L’interpretazione di Rom 5,12
Il passo su cui si basa la dottrina sul peccato originale è Rom 5,12. In esso si legge:
Come per opera di un solo uomo entrò il peccato nel mondo e con il peccato la morte, così essa si è estesa in tutti gli uomini per la quale (morte) tutti abbiamo peccato (eph’ho pantes emarton).
La prevalente interpretazione patristica è:
attraverso Adamo il peccato è entrato nella creazione (poiché Adamo era parte di essa). Il peccato ha aperto la porta alla morte e quindi al malvagio dominio di Satana che si è parassiticamente introdotto nel creato e nell’uomo (È solo questo quel mistero, che fa esclamare Paolo: “Chi mi libererà da questo corpo votato alla morte?”). Satana regna attraverso la corruzione e la morte, ragion per cui tutti hanno peccato (e continuano a peccare). Cristo, non è venuto con il fine di “smacchiare” l’uomo dalle sue colpe (concezione moralistica) ma con il fine di renderlo partecipe della divinità (“[Io e il Padre] abiteremo in lui e faremo dimora presso di lui”). Dal momento in cui ciò avviene, l’uomo è redento pure dalle sue colpe personali.
L’interpretazione moralistico-agostiniana è:
attraverso Adamo il peccato è entrato nella creazione. Avendo ferito la giustizia divina, il peccato ha richiesto la punizione dell’uomo con la morte e il dominio di Satana (Dio, quindi, è colui che infligge il male!). Tutti gli uomini sono stati puniti perché (eph’ho) tutti hanno ereditato il peccato e la colpa adamitica. La morte di Cristo è dunque necessaria per riparare questa colpa e sollevare l’uomo dal suo peccato.

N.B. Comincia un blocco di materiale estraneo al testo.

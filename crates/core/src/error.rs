//! Configuration error model.

use thiserror::Error;

/// Result type used by the value-type constructors.
pub type ConfigResult<T> = Result<T, ConfigError>;

/// Configuration-level error.
///
/// Every variant describes a mistake in how a queue, shard or schema was set
/// up. These are fatal: they are raised at the point of use and never retried.
/// Database failures belong to the infrastructure layer.
#[derive(Debug, Error, Clone, PartialEq, Eq)]
pub enum ConfigError {
    /// A dialect tag did not name a supported database.
    #[error("unsupported database dialect: {0}")]
    UnknownDialect(String),

    /// A retry type tag did not name a supported backoff.
    #[error("unknown retry type: {0}")]
    UnknownRetryType(String),

    /// The dialect needs an id sequence but the queue location has none.
    #[error("id sequence must be specified for {dialect} database (table {table_name})")]
    MissingIdSequence {
        dialect: String,
        table_name: String,
    },

    /// A table, column or sequence name is not a plain SQL identifier.
    #[error("invalid sql identifier: {0:?}")]
    InvalidIdentifier(String),

    /// The same column name appears twice in a table schema.
    #[error("duplicate column in queue table schema: {0}")]
    DuplicateColumn(String),

    /// Enqueue parameters reference a column the schema does not declare.
    #[error("unknown extension column: {0}")]
    UnknownExtensionColumn(String),

    /// A configuration value was missing or malformed.
    #[error("invalid configuration value for {key}: {message}")]
    InvalidValue { key: String, message: String },
}

impl ConfigError {
    pub fn invalid_identifier(name: impl Into<String>) -> Self {
        Self::InvalidIdentifier(name.into())
    }

    pub fn invalid_value(key: impl Into<String>, message: impl Into<String>) -> Self {
        Self::InvalidValue {
            key: key.into(),
            message: message.into(),
        }
    }

    pub fn missing_id_sequence(dialect: impl Into<String>, table_name: impl Into<String>) -> Self {
        Self::MissingIdSequence {
            dialect: dialect.into(),
            table_name: table_name.into(),
        }
    }
}
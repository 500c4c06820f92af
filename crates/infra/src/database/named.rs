//! Named placeholder rewriting.
//!
//! Statements are written with `:name` placeholders. PostgreSQL wants `$1`,
//! `$2`, ... instead, so the text is rewritten once and the parameter order is
//! remembered for binding. A name used several times maps to one index.
//! Placeholders inside string literals, quoted identifiers and line comments
//! are left alone, as are `::` casts.

use super::r#trait::{DatabaseError, SqlParams, SqlValue};

/// A statement rewritten to positional placeholders.
#[derive(Debug, Clone, PartialEq, Eq)]
pub struct PositionalSql {
    sql: String,
    names: Vec<String>,
}

impl PositionalSql {
    pub fn parse(sql: &str) -> Self {
        let bytes = sql.as_bytes();
        let mut out = String::with_capacity(sql.len() + 8);
        let mut names: Vec<String> = Vec::new();
        let mut i = 0;
        let mut copied = 0;

        while i < bytes.len() {
            match bytes[i] {
                quote @ (b'\'' | b'"') => {
                    i += 1;
                    while i < bytes.len() {
                        if bytes[i] == quote {
                            // doubled quote is an escape
                            if bytes.get(i + 1) == Some(&quote) {
                                i += 2;
                                continue;
                            }
                            break;
                        }
                        i += 1;
                    }
                    i += 1;
                }
                b'-' if bytes.get(i + 1) == Some(&b'-') => {
                    while i < bytes.len() && bytes[i] != b'\n' {
                        i += 1;
                    }
                }
                b':' if bytes.get(i + 1) == Some(&b':') => {
                    i += 2;
                }
                b':' if bytes.get(i + 1).is_some_and(|b| is_name_start(*b)) => {
                    let start = i + 1;
                    let mut end = start;
                    while end < bytes.len() && is_name_char(bytes[end]) {
                        end += 1;
                    }
                    let name = &sql[start..end];
                    let index = match names.iter().position(|n| n == name) {
                        Some(pos) => pos + 1,
                        None => {
                            names.push(name.to_string());
                            names.len()
                        }
                    };
                    out.push_str(&sql[copied..i]);
                    out.push('$');
                    out.push_str(&index.to_string());
                    copied = end;
                    i = end;
                }
                _ => i += 1,
            }
        }
        out.push_str(&sql[copied.min(sql.len())..]);

        Self { sql: out, names }
    }

    pub fn sql(&self) -> &str {
        &self.sql
    }

    /// Parameter names in positional order: `names()[0]` binds to `$1`.
    pub fn names(&self) -> &[String] {
        &self.names
    }

    /// Values to bind, in positional order.
    pub fn values<'p>(&self, params: &'p SqlParams) -> Result<Vec<&'p SqlValue>, DatabaseError> {
        self.names.iter().map(|n| params.require(n)).collect()
    }
}

fn is_name_start(b: u8) -> bool {
    b.is_ascii_alphabetic() || b == b'_'
}

fn is_name_char(b: u8) -> bool {
    b.is_ascii_alphanumeric() || b == b'_'
}

#[cfg(test)]
mod tests {
    use super::*;
    use proptest::prelude::*;

    #[test]
    fn rewrites_in_order_of_first_use() {
        let p = PositionalSql::parse(
            "UPDATE t SET a = :delay WHERE id = :id AND q = :queueName AND b = :delay",
        );
        assert_eq!(p.sql(), "UPDATE t SET a = $1 WHERE id = $2 AND q = $3 AND b = $1");
        assert_eq!(p.names(), ["delay", "id", "queueName"]);
    }

    #[test]
    fn leaves_literals_casts_and_comments_alone() {
        let p = PositionalSql::parse(
            "SELECT ':a', \"x:y\", v::text, 'it''s :b' -- :c\nFROM t WHERE x = :d",
        );
        assert_eq!(
            p.sql(),
            "SELECT ':a', \"x:y\", v::text, 'it''s :b' -- :c\nFROM t WHERE x = $1"
        );
        assert_eq!(p.names(), ["d"]);
    }

    #[test]
    fn interval_literal_after_parameter() {
        let p = PositionalSql::parse("now() + :executionDelay * INTERVAL '1 MILLISECOND'");
        assert_eq!(p.sql(), "now() + $1 * INTERVAL '1 MILLISECOND'");
    }

    #[test]
    fn values_follow_positions_and_report_missing() {
        let p = PositionalSql::parse("a = :x AND b = :y");
        let params = SqlParams::new().with("y", 2i64).with("x", 1i64);
        let values = p.values(&params).unwrap();
        assert_eq!(values, [&SqlValue::BigInt(1), &SqlValue::BigInt(2)]);

        let partial = SqlParams::new().with("x", 1i64);
        assert!(matches!(p.values(&partial), Err(DatabaseError::MissingParameter(n)) if n == "y"));
    }

    #[test]
    fn unterminated_literal_is_copied_verbatim() {
        let p = PositionalSql::parse("SELECT 'abc :x");
        assert_eq!(p.sql(), "SELECT 'abc :x");
        assert!(p.names().is_empty());
    }

    proptest! {
        #![proptest_config(ProptestConfig {
            cases: 256,
            ..ProptestConfig::default()
        })]

        /// Property: every distinct name gets one index and no `:name` survives.
        #[test]
        fn every_placeholder_is_replaced(names in proptest::collection::vec("[a-z][a-zA-Z0-9_]{0,6}", 1..8)) {
            let sql = names
                .iter()
                .map(|n| format!("c = :{n}"))
                .collect::<Vec<_>>()
                .join(" AND ");
            let p = PositionalSql::parse(&sql);

            let mut expected: Vec<String> = Vec::new();
            for n in &names {
                if !expected.contains(n) {
                    expected.push(n.clone());
                }
            }
            prop_assert_eq!(p.names(), expected.as_slice());
            prop_assert!(!p.sql().contains(':'));
            prop_assert_eq!(p.sql().matches('$').count(), names.len());
        }
    }
}
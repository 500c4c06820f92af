//! Tracing/logging initialization.

use tracing_subscriber::EnvFilter;

const DEFAULT_FILTER: &str = "info";
const TEST_FILTER: &str = "dbqueue_infra=debug";

/// Initialize tracing/logging for the process.
///
/// JSON lines with timestamps, filtered by `RUST_LOG` (default `info`).
/// Safe to call multiple times (subsequent calls are no-ops).
pub fn init() {
    let filter = EnvFilter::try_from_default_env().unwrap_or_else(|_| EnvFilter::new(DEFAULT_FILTER));

    let _ = tracing_subscriber::fmt()
        .with_env_filter(filter)
        .json()
        .with_timer(tracing_subscriber::fmt::time::SystemTime)
        .with_target(false)
        .try_init();
}

/// Human-readable output captured by the test harness.
///
/// Shows rendered statements of the queue strategies unless `RUST_LOG` says
/// otherwise.
pub fn init_for_tests() {
    let filter = EnvFilter::try_from_default_env().unwrap_or_else(|_| EnvFilter::new(TEST_FILTER));

    let _ = tracing_subscriber::fmt()
        .with_env_filter(filter)
        .with_test_writer()
        .try_init();
}

#[cfg(test)]
mod tests {
    use super::*;

    #[test]
    fn init_is_idempotent() {
        init_for_tests();
        init();
        init_for_tests();
        ::tracing::info!("still logging");
    }
}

Si noti che eph’ho grammaticamente significa solo “per cui”, “per il quale” o “per la quale” non “perché” (dioti). Canonizzando la personale interpretazione di Agostino (“In lui tutti hanno peccato quando tutti erano un’unico uomo”), nella maggioranza delle Bibbie occidentali eph’ho deve necessariamente essere tradotto “perché [in Adamo]” in luogo di “per la quale [morte]”. Alcune Bibbie commentano in nota che questo passo è controverso ed è di difficile traduzione. In pratica sotto queste generiche espressioni è sotteso quanto è stato esposto fin’ora.
Conclusioni
Lo sviluppo della scienza storica e dell’analisi esegetica formula dei risultati che tendono ad avvicinarsi sempre di più alle posizioni della Chiesa ortodossa. La stessa filosofia personalistica rifiuta di accettare che una persona possa essere posta in stato di peccato da un’altra per la maggior considerazione in cui è tenuta la dignità e l’autonomia della persona umana. Così, mentre l’Oriente cristiano è fondamentalmente rimasto fedele all’antica Tradizione, l’Occidente è obbligato ad assumere una posizione più sfumata rispetto al suo recente passato per evitare di trovarsi con le spalle al muro costretto ad ammettere d’aver intrapreso un percorso, forse obbligato, ma che lo ha spinto a fare una scelta discutibile all’interno della globale riflessione teologica patristica, elevandola in seguito a dogma.